2. The processor implemented method (400) as claimed in claim 1,
comprising:
displaying, by the system via the one or more hardware processors, the original text on the user device.
3. The processor implemented method (400) as claimed in claim 1, wherein
the step of applying the connected component analysis technique on the input
image for isolating the one or more individual segments that are present in the
input image is preceded by:
preprocessing, by the system via the one or more hardware processors, the input image using one or more pre-processing techniques to obtain a pre-processed input image.

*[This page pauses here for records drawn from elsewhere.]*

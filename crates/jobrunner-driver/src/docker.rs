//! Local Docker driver backed by `bollard`.

use std::collections::HashMap;
use std::time::Duration;

use async_trait::async_trait;
use bollard::container::{
    Config, CreateContainerOptions, LogOutput, LogsOptions, StartContainerOptions,
    StopContainerOptions, WaitContainerOptions,
};
use bollard::image::CreateImageOptions;
use bollard::system::EventsOptions;
use bollard::Docker;
use bytes::Bytes;
use chrono::{DateTime, Utc};
use futures::stream::BoxStream;
use futures::StreamExt;
use jobrunner_core::{
    ContainerDriver, ContainerEvent, ContainerEventStatus, ContainerId, Error, ImageId, Result,
};
use tracing::{debug, info, warn};

/// Container driver talking to a local Docker daemon.
pub struct DockerDriver {
    docker: Docker,
}

impl DockerDriver {
    /// Connect using the environment's default Docker socket (`DOCKER_HOST`
    /// or the platform default).
    pub fn connect() -> Result<Self> {
        let docker = Docker::connect_with_local_defaults()
            .map_err(|e| Error::Internal(format!("failed to connect to docker: {e}")))?;
        Ok(Self { docker })
    }

    pub fn with_client(docker: Docker) -> Self {
        Self { docker }
    }
}

#[async_trait]
impl ContainerDriver for DockerDriver {
    async fn pull_image(&self, image: &str) -> Result<()> {
        info!(%image, "pulling image");
        let options = CreateImageOptions {
            from_image: image.to_string(),
            ..Default::default()
        };

        let mut pull_stream = self.docker.create_image(Some(options), None, None);
        while let Some(result) = pull_stream.next().await {
            result.map_err(|e| Error::ExecutionFailed(format!("failed to pull {image}: {e}")))?;
        }
        Ok(())
    }

    async fn create_container(
        &self,
        image: &str,
        cmd: &[String],
        env: &[String],
    ) -> Result<ContainerId> {
        let config = Config {
            image: Some(image.to_string()),
            cmd: Some(cmd.to_vec()),
            env: Some(env.to_vec()),
            attach_stdout: Some(true),
            attach_stderr: Some(true),
            tty: Some(false),
            ..Default::default()
        };

        let container = self
            .docker
            .create_container(None::<CreateContainerOptions<String>>, config)
            .await
            .map_err(|e| Error::ExecutionFailed(format!("failed to create container: {e}")))?;

        debug!(container_id = %container.id, "created container");
        Ok(ContainerId(container.id))
    }

    async fn start_container(&self, id: &ContainerId) -> Result<()> {
        self.docker
            .start_container(&id.0, None::<StartContainerOptions<String>>)
            .await
            .map_err(|e| Error::ExecutionFailed(format!("failed to start container {id}: {e}")))
    }

    async fn wait_container(&self, id: &ContainerId) -> Result<i64> {
        let options = WaitContainerOptions {
            condition: "not-running",
        };
        let mut stream = self.docker.wait_container(&id.0, Some(options));

        match stream.next().await {
            Some(Ok(response)) => Ok(response.status_code),
            Some(Err(e)) => Err(Error::ExecutionFailed(format!(
                "failed waiting for container {id}: {e}"
            ))),
            None => Err(Error::ExecutionFailed(format!(
                "wait stream for container {id} ended with no result"
            ))),
        }
    }

    async fn stop_container(&self, id: &ContainerId, grace: Duration) -> Result<()> {
        let options = StopContainerOptions {
            t: grace.as_secs() as i64,
        };
        self.docker
            .stop_container(&id.0, Some(options))
            .await
            .map_err(|e| Error::ExecutionFailed(format!("failed to stop container {id}: {e}")))
    }

    async fn commit_container(&self, id: &ContainerId) -> Result<ImageId> {
        let options = bollard::image::CommitContainerOptions {
            container: id.0.clone(),
            ..Default::default()
        };
        let result = self
            .docker
            .commit_container(options, Config::<String>::default())
            .await
            .map_err(|e| Error::ExecutionFailed(format!("failed to commit container {id}: {e}")))?;
        Ok(ImageId(result.id))
    }

    async fn container_logs(&self, id: &ContainerId) -> Result<BoxStream<'static, Result<Bytes>>> {
        let options = LogsOptions::<String> {
            stdout: true,
            stderr: true,
            ..Default::default()
        };
        let stream = self.docker.logs(&id.0, Some(options));

        let mapped = stream.map(|chunk| match chunk {
            Ok(LogOutput::StdOut { message })
            | Ok(LogOutput::StdErr { message })
            | Ok(LogOutput::Console { message })
            | Ok(LogOutput::StdIn { message }) => Ok(message),
            Err(e) => Err(Error::ExecutionFailed(format!("log stream error: {e}"))),
        });

        Ok(Box::pin(mapped))
    }

    fn subscribe_events(&self) -> BoxStream<'static, ContainerEvent> {
        let mut filters = HashMap::new();
        filters.insert("type".to_string(), vec!["container".to_string()]);
        let options = EventsOptions::<String> {
            filters,
            ..Default::default()
        };

        let stream = self.docker.events(Some(options));
        let mapped = stream.filter_map(|result| async move {
            let message = match result {
                Ok(m) => m,
                Err(e) => {
                    warn!(error = %e, "docker event stream error");
                    return None;
                }
            };
            let actor = message.actor?;
            let container_id = actor.id?;
            let action = message.action.unwrap_or_default();
            let timestamp = message
                .time
                .and_then(|secs| DateTime::<Utc>::from_timestamp(secs, 0))
                .unwrap_or_else(Utc::now);

            Some(ContainerEvent {
                container_id: ContainerId(container_id),
                status: ContainerEventStatus::from_raw(&action),
                timestamp,
            })
        });

        Box::pin(mapped)
    }

    async fn ping(&self) -> Result<()> {
        self.docker
            .ping()
            .await
            .map(|_| ())
            .map_err(|e| Error::ExecutionFailed(format!("docker ping failed: {e}")))
    }
}

/// These tests need a real daemon on `DOCKER_HOST` (or the platform
/// default socket) and are skipped by default.
#[cfg(test)]
mod tests {
    use super::*;

    #[tokio::test]
    #[ignore]
    async fn connects_and_pings() {
        let driver = DockerDriver::connect().unwrap();
        driver.ping().await.expect("daemon should respond");
    }

    #[tokio::test]
    #[ignore]
    async fn runs_a_container_to_completion() {
        let driver = DockerDriver::connect().unwrap();
        driver.pull_image("alpine:latest").await.unwrap();

        let id = driver
            .create_container(
                "alpine:latest",
                &["/bin/sh".to_string(), "-c".to_string(), "echo hello".to_string()],
                &[],
            )
            .await
            .unwrap();
        driver.start_container(&id).await.unwrap();
        let code = driver.wait_container(&id).await.unwrap();
        assert_eq!(code, 0);
    }

    #[tokio::test]
    #[ignore]
    async fn reports_nonzero_exit() {
        let driver = DockerDriver::connect().unwrap();
        driver.pull_image("alpine:latest").await.unwrap();

        let id = driver
            .create_container(
                "alpine:latest",
                &["/bin/sh".to_string(), "-c".to_string(), "exit 7".to_string()],
                &[],
            )
            .await
            .unwrap();
        driver.start_container(&id).await.unwrap();
        let code = driver.wait_container(&id).await.unwrap();
        assert_eq!(code, 7);
    }

    #[tokio::test]
    #[ignore]
    async fn stop_container_interrupts_a_sleep() {
        let driver = DockerDriver::connect().unwrap();
        driver.pull_image("alpine:latest").await.unwrap();

        let id = driver
            .create_container(
                "alpine:latest",
                &["sleep".to_string(), "300".to_string()],
                &[],
            )
            .await
            .unwrap();
        driver.start_container(&id).await.unwrap();
        tokio::time::sleep(Duration::from_millis(500)).await;

        driver
            .stop_container(&id, Duration::from_secs(2))
            .await
            .expect("should stop a running container");
        let code = driver.wait_container(&id).await.unwrap();
        assert_ne!(code, 0);
    }

    #[tokio::test]
    #[ignore]
    async fn commit_container_produces_a_usable_image() {
        let driver = DockerDriver::connect().unwrap();
        driver.pull_image("alpine:latest").await.unwrap();

        let id = driver
            .create_container(
                "alpine:latest",
                &[
                    "/bin/sh".to_string(),
                    "-c".to_string(),
                    "echo hi > /committed.txt".to_string(),
                ],
                &[],
            )
            .await
            .unwrap();
        driver.start_container(&id).await.unwrap();
        assert_eq!(driver.wait_container(&id).await.unwrap(), 0);

        let image = driver.commit_container(&id).await.unwrap();

        let reader = driver
            .create_container(&image.0, &["cat".to_string(), "/committed.txt".to_string()], &[])
            .await
            .unwrap();
        driver.start_container(&reader).await.unwrap();
        assert_eq!(driver.wait_container(&reader).await.unwrap(), 0);
    }
}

4. The processor implemented method (400) as claimed in claim 3, wherein
the step of determining the segment height of each individual segment of the one
or more individual segments further comprises:
filtering, by the system via the one or more hardware processors, the one or more individual segments based on one or more predefined filtering criteria to obtain at least one filtered individual segment of the one or more individual segments present in the pre-processed input image; and
determining, by the system via the one or more hardware processors, the segment height of each individual segment of the at least one filtered individual segment.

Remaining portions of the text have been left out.